The higher N loss resulting from leaching and denitrification that occurs in a furrow irrigation system in comparison to sprinkler irrigation results in lower N availability for the crop and, therefore, to lower N absorption. This difference in N availability could have caused the differences in maize yield registered for both types of irrigation. Nitrogen and water are both key factors for high yields, especially in crops such as maize. Yields recorded in this study also show that the ratio of N necessary for optimum yield is lower under sprinkler irrigation (240 kg N ha^-1) than under furrow irrigation (320 kg N ha^-1), which affect differently the N cycle. Similar conclusions, i.e. increased leaching and runoff of available N occurs in a furrow irrigation system in comparison to sprinkler irrigation, and that sprinkler-irrigated crops, such as sugar beets, probably need less applied N than furrow-irrigated crops because of reduced N losses resulting from leaching and runoff, are commonly found in the specialized literature (Eckhoff et al., 2005).

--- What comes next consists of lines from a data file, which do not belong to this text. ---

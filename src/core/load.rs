use chrono::NaiveDateTime;

use crate::quantity::{energy::KilowattHours, rate::KilowattHourRate};

/// One metered interval of the load profile.
#[derive(Clone, Debug, PartialEq)]
pub struct LoadInterval {
    /// Supply period label as given in the input, kept for display only.
    pub supply_period: String,

    pub timestamp: NaiveDateTime,

    /// Hour of day as given in the input, `1..=24` when well-formed.
    pub hour: i64,

    /// Spot market («WESM») price.
    pub spot_price: KilowattHourRate,

    pub energy: KilowattHours,
}
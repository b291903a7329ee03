use std::{cmp::Reverse, collections::BTreeMap};

use serde::Serialize;

use crate::{core::charge::ChargedInterval, quantity::energy::KilowattHours};

/// Consumption per hour of day, split into the solar and non-solar shares.
#[derive(Clone, Debug, PartialEq, Eq, Serialize)]
#[must_use]
pub struct HourlyProfile(pub Vec<HourlyConsumption>);

#[derive(Copy, Clone, Debug, PartialEq, Eq, Serialize)]
pub struct HourlyConsumption {
    pub hour: i64,

    #[serde(rename = "kwh")]
    pub total: KilowattHours,

    #[serde(rename = "solar_kwh")]
    pub solar: KilowattHours,

    #[serde(rename = "non_solar_kwh")]
    pub non_solar: KilowattHours,
}

impl<'a> FromIterator<&'a ChargedInterval> for HourlyProfile {
    fn from_iter<T: IntoIterator<Item = &'a ChargedInterval>>(iterator: T) -> Self {
        let mut hours: BTreeMap<i64, (KilowattHours, KilowattHours)> = BTreeMap::new();
        for interval in iterator {
            let (total, solar) = hours.entry(interval.load.hour).or_default();
            *total += interval.energy.total;
            *solar += interval.energy.solar;
        }
        Self(
            hours
                .into_iter()
                .map(|(hour, (total, solar))| HourlyConsumption {
                    hour,
                    total,
                    solar,
                    non_solar: total - solar,
                })
                .collect(),
        )
    }
}

impl HourlyProfile {
    /// Hour with the largest solar consumption, the earliest one on ties.
    ///
    /// [`None`] when no solar energy was consumed at all.
    #[must_use]
    pub fn solar_peak(&self) -> Option<&HourlyConsumption> {
        self.0
            .iter()
            .filter(|hour| hour.solar > KilowattHours::ZERO)
            .min_by_key(|hour| Reverse(hour.solar))
    }
}

#[cfg(test)]
mod tests {
    use approx::assert_abs_diff_eq;
    use chrono::NaiveDate;

    use super::*;
    use crate::{
        core::{guarantee::GuaranteeCurve, load::LoadInterval, tariff::Tariff},
        quantity::rate::KilowattHourRate,
    };

    fn charged(day: u32, hour: u32, energy: f64) -> ChargedInterval {
        let load = LoadInterval {
            supply_period: String::new(),
            timestamp: NaiveDate::from_ymd_opt(2024, 5, day).unwrap().and_hms_opt(0, 0, 0).unwrap(),
            hour: hour.into(),
            spot_price: KilowattHourRate::ZERO,
            energy: KilowattHours::from(energy),
        };
        let tariff = Tariff::builder()
            .solar_rate(KilowattHourRate::ZERO)
            .line_rental(KilowattHourRate::ZERO)
            .admin_fee(KilowattHourRate::ZERO)
            .build()
            .unwrap();
        ChargedInterval::try_new(1, load, &GuaranteeCurve::default(), tariff).unwrap()
    }

    #[test]
    fn test_groups_by_hour() {
        let intervals =
            [charged(1, 9, 2.0), charged(2, 9, 3.0), charged(1, 1, 4.0), charged(3, 12, 1.0)];
        let profile: HourlyProfile = intervals.iter().collect();

        let hours = profile.0.iter().map(|hour| hour.hour).collect::<Vec<_>>();
        assert_eq!(hours, [1, 9, 12]);

        let nine = &profile.0[1];
        assert_abs_diff_eq!(nine.total.0.0, 5.0);
        assert_abs_diff_eq!(nine.solar.0.0, 2.85, epsilon = 1e-12);
        assert_abs_diff_eq!(nine.non_solar.0.0, 2.15, epsilon = 1e-12);

        assert_eq!(profile.solar_peak().map(|hour| hour.hour), Some(9));
    }

    #[test]
    fn test_no_solar_peak_at_night() {
        let profile: HourlyProfile = [charged(1, 2, 1.0)].iter().collect();
        assert!(profile.solar_peak().is_none());
    }
}
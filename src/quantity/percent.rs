use std::fmt::{Debug, Display, Formatter};

use ordered_float::OrderedFloat;
use serde::{Deserialize, Serialize};

#[derive(
    Copy,
    Clone,
    Eq,
    Ord,
    PartialEq,
    PartialOrd,
    Serialize,
    Deserialize,
    derive_more::From,
    derive_more::FromStr,
)]
#[from(f64, OrderedFloat<f64>)]
#[serde(transparent)]
#[must_use]
pub struct Percent(pub OrderedFloat<f64>);

impl Percent {
    pub const ZERO: Self = Self(OrderedFloat(0.0));
    pub const HUNDRED: Self = Self(OrderedFloat(100.0));

    /// Whether the percentage lies within `0..=100`. `NaN` never does.
    #[must_use]
    pub fn is_within_bounds(self) -> bool {
        (0.0..=100.0).contains(&self.0.0)
    }

    /// Nearest percentage within `0..=100`. `NaN` is pulled down to zero.
    pub fn clamp_to_bounds(self) -> Self {
        if self.0.is_nan() { Self::ZERO } else { self.clamp(Self::ZERO, Self::HUNDRED) }
    }
}

impl Display for Percent {
    fn fmt(&self, f: &mut Formatter<'_>) -> std::fmt::Result {
        write!(f, "{}%", self.0)
    }
}

impl Debug for Percent {
    fn fmt(&self, f: &mut Formatter<'_>) -> std::fmt::Result {
        Display::fmt(self, f)
    }
}
use std::{
    fmt::{Debug, Display, Formatter},
    ops::Mul,
};

use crate::quantity::{Quantity, cost::Cost, percent::Percent, rate::KilowattHourRate};

pub type KilowattHours = Quantity<1, 1, 0>;

impl Display for KilowattHours {
    fn fmt(&self, f: &mut Formatter<'_>) -> std::fmt::Result {
        write!(f, "{:.3} kWh", self.0)
    }
}

impl Debug for KilowattHours {
    fn fmt(&self, f: &mut Formatter<'_>) -> std::fmt::Result {
        write!(f, "{}kWh", self.0)
    }
}

impl Mul<KilowattHourRate> for KilowattHours {
    type Output = Cost;

    fn mul(self, rhs: KilowattHourRate) -> Self::Output {
        Quantity(self.0 * rhs.0)
    }
}

impl Mul<Percent> for KilowattHours {
    type Output = Self;

    /// Share of the energy, computed as `energy × percent / 100`.
    fn mul(self, percent: Percent) -> Self::Output {
        Quantity(self.0 * percent.0 / 100.0)
    }
}
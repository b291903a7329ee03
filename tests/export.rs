mod common;

use std::fs;

use solar_as_produced::{
    core::guarantee::GuaranteeCurve,
    io::export::{
        DETAILED_FILE_NAME,
        REFERENCE_FILE_NAME,
        REPORT_FILE_NAME,
        SUMMARY_FILE_NAME,
        export_to,
    },
};

use crate::common::{HEADER, calculate, flat_day_csv, load_profile, scratch_dir, tariff};

fn read_lines(path: &std::path::Path) -> Vec<String> {
    fs::read_to_string(path).unwrap().lines().map(ToOwned::to_owned).collect()
}

#[test]
fn test_export_writes_every_file() {
    let output_dir = scratch_dir("every-file");
    let mut csv = flat_day_csv("2024-01-25");
    csv.push_str(&flat_day_csv("2024-01-26").replacen(&format!("{HEADER}\n"), "", 1));
    let calculation = calculate(&load_profile(&csv));

    export_to(&output_dir, &calculation, &GuaranteeCurve::default(), tariff(), true).unwrap();

    let detailed = read_lines(&output_dir.join(DETAILED_FILE_NAME));
    assert_eq!(detailed.len(), 49);
    assert_eq!(
        detailed[0],
        "supply period,datetime,hour,wesm,kWh,Solar Consumption (kWh),\
         Non Solar Consumption (kWh),Solar Charge (pHp),Non Solar Charge (pHp),\
         Total Charge (pHp)"
    );

    let summary = read_lines(&output_dir.join(SUMMARY_FILE_NAME));
    assert_eq!(summary.len(), 4);
    assert!(summary[0].starts_with("Supply Period,kWh,"));
    assert!(summary[0].ends_with(",Effective Rate (pHp/kWh)"));
    assert!(summary[1].starts_with("Jan-24,240,"));
    assert!(summary[2].starts_with("Feb-24,240,"));
    assert!(summary[3].starts_with("Grand Total,480,"));

    let reference = read_lines(&output_dir.join(REFERENCE_FILE_NAME));
    assert_eq!(reference.len(), 25);

    let report: serde_json::Value =
        serde_json::from_str(&fs::read_to_string(output_dir.join(REPORT_FILE_NAME)).unwrap())
            .unwrap();
    assert_eq!(report["periods"].as_array().unwrap().len(), 2);

    fs::remove_dir_all(&output_dir).unwrap();
}

#[test]
fn test_empty_export_still_has_headers() {
    let output_dir = scratch_dir("empty");
    let calculation = calculate(&load_profile(&format!("{HEADER}\n")));

    export_to(&output_dir, &calculation, &GuaranteeCurve::default(), tariff(), false).unwrap();

    assert_eq!(read_lines(&output_dir.join(DETAILED_FILE_NAME)).len(), 1);
    assert_eq!(
        read_lines(&output_dir.join(SUMMARY_FILE_NAME))[1],
        "Grand Total,0,0,0,0,0,0,"
    );
    assert!(!output_dir.join(REPORT_FILE_NAME).exists());

    fs::remove_dir_all(&output_dir).unwrap();
}
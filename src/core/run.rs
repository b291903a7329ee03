use bon::Builder;
use itertools::Itertools;

use crate::{
    core::{
        charge::{ChargedInterval, compute},
        guarantee::GuaranteeCurve,
        load::LoadInterval,
        profile::HourlyProfile,
        summary::Summary,
        tariff::Tariff,
    },
    error::BillingError,
    prelude::*,
};

/// Immutable snapshot of everything one calculation needs.
#[derive(Builder)]
pub struct Run<'a> {
    load_profile: &'a [LoadInterval],

    /// Confirmed guarantee curve.
    curve: &'a GuaranteeCurve,

    tariff: Tariff,
}

/// Every table a calculation produces.
#[must_use]
pub struct Calculation {
    /// Charged intervals in the input order.
    pub charged: Vec<ChargedInterval>,

    pub summary: Summary,
    pub hourly: HourlyProfile,
}

impl Run<'_> {
    /// Validate the curve, charge every interval, and aggregate.
    ///
    /// An out-of-range curve stops the run before anything is charged, even though it could be
    /// clamped: the clamped curve has to be confirmed first.
    #[instrument(skip_all)]
    pub fn calculate(&self) -> Result<Calculation, BillingError> {
        self.curve.validate().into_result()?;
        let charged = compute(self.load_profile, self.curve, self.tariff)?;
        let summary = Summary::aggregate(&charged);
        let hourly = charged.iter().collect();
        Ok(Calculation { charged, summary, hourly })
    }
}

impl Calculation {
    /// Charged intervals sorted by timestamp, ties kept in the input order.
    pub fn detailed(&self) -> impl Iterator<Item = &ChargedInterval> {
        self.charged.iter().sorted_by_key(|interval| interval.load.timestamp)
    }
}
use chrono::NaiveDate;
use clap::Parser;
use solar_as_produced::{core::period::SupplyPeriod, prelude::*, tables::build_period_table};

#[derive(Parser)]
pub struct PeriodArgs {
    /// Dates in the `YYYY-MM-DD` format.
    #[clap(required = true)]
    dates: Vec<NaiveDate>,
}

impl PeriodArgs {
    pub fn run(self) -> Result {
        let periods = self
            .dates
            .into_iter()
            .map(|date| Ok((date, SupplyPeriod::containing(date)?)))
            .collect::<Result<Vec<_>>>()?;
        println!("{}", build_period_table(&periods));
        Ok(())
    }
}
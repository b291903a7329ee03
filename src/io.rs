pub mod curve_file;
pub mod export;
pub mod load_profile;
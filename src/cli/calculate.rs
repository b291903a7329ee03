use std::path::PathBuf;

use clap::Parser;
use solar_as_produced::{
    core::run::Run,
    io::{export::export_to, load_profile::read_load_profile_from},
    prelude::*,
    tables::{
        build_clamp_table,
        build_curve_table,
        build_detailed_table,
        build_hourly_table,
        build_summary_table,
    },
};

use crate::cli::{curve::CurveSourceArgs, tariff::TariffArgs};

#[derive(Parser)]
pub struct CalculateArgs {
    /// Load profile CSV with the `supply period`, `datetime`, `hour`, `wesm`, and `kWh` columns.
    #[clap(env = "LOAD_PROFILE")]
    load_profile: PathBuf,

    #[clap(flatten)]
    curve: CurveSourceArgs,

    #[clap(flatten)]
    tariff: TariffArgs,

    /// Directory to write the CSV exports into.
    #[clap(long, default_value = "output", env = "OUTPUT_DIR")]
    output_dir: PathBuf,

    /// Also write the JSON report.
    #[clap(long)]
    json: bool,

    /// Print the charge of every interval.
    #[clap(long)]
    show_details: bool,
}

impl CalculateArgs {
    #[instrument(skip_all)]
    pub fn run(self) -> Result {
        let curve = self.curve.load()?;
        println!("{}", build_curve_table(&curve));

        let report = curve.validate();
        if !report.is_valid() {
            println!("{}", build_clamp_table(&report.0));
            warn!("confirm the clamped curve with `curve --clamp` and pass it with `--curve`");
        }
        report.into_result()?;

        let tariff = self.tariff.try_into_tariff()?;
        let load_profile = read_load_profile_from(&self.load_profile)?;
        if load_profile.iter().any(|interval| interval.hour <= 0) {
            warn!("the load profile has hours below 1, expected hours are 1 to 24");
        }

        let calculation = Run::builder()
            .load_profile(&load_profile)
            .curve(&curve)
            .tariff(tariff)
            .build()
            .calculate()?;
        for error in calculation.summary.undefined_rates() {
            warn!("{error}");
        }

        if self.show_details {
            println!("{}", build_detailed_table(calculation.detailed()));
        }
        println!("{}", build_summary_table(&calculation.summary));
        println!("{}", build_hourly_table(&calculation.hourly));
        if let Some(peak) = calculation.hourly.solar_peak() {
            info!(hour = peak.hour, solar = %peak.solar, "solar peak");
        }

        export_to(&self.output_dir, &calculation, &curve, tariff, self.json)
    }
}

The NUE, expressed as N uptake by the crop at a certain N dose minus the N uptake by the control divided by ratio of N supplied by the fertilizer, can be calculated from the N fate data. In plots under sprinkler irrigation, NUE drecreased with increasing N ratio; O'Neill et al. (2004) and Di Paolo and Rinaldi (2008) also reported similar findings. However, similar effect was not observed in plots under furrow irrigation. In those plots, maize yield increased with increasing N ratio, although this was accompanied by lower NUE resulting from increased NO₃^--N leaching, and probably increased gaseous emissions. O'Neill et al. (2004) and Di Paolo and Rinaldi (2008) have also reported higher NUEs when more water was available in the soil but in water-deficient irrigation conditions, where water was the main limiting factor.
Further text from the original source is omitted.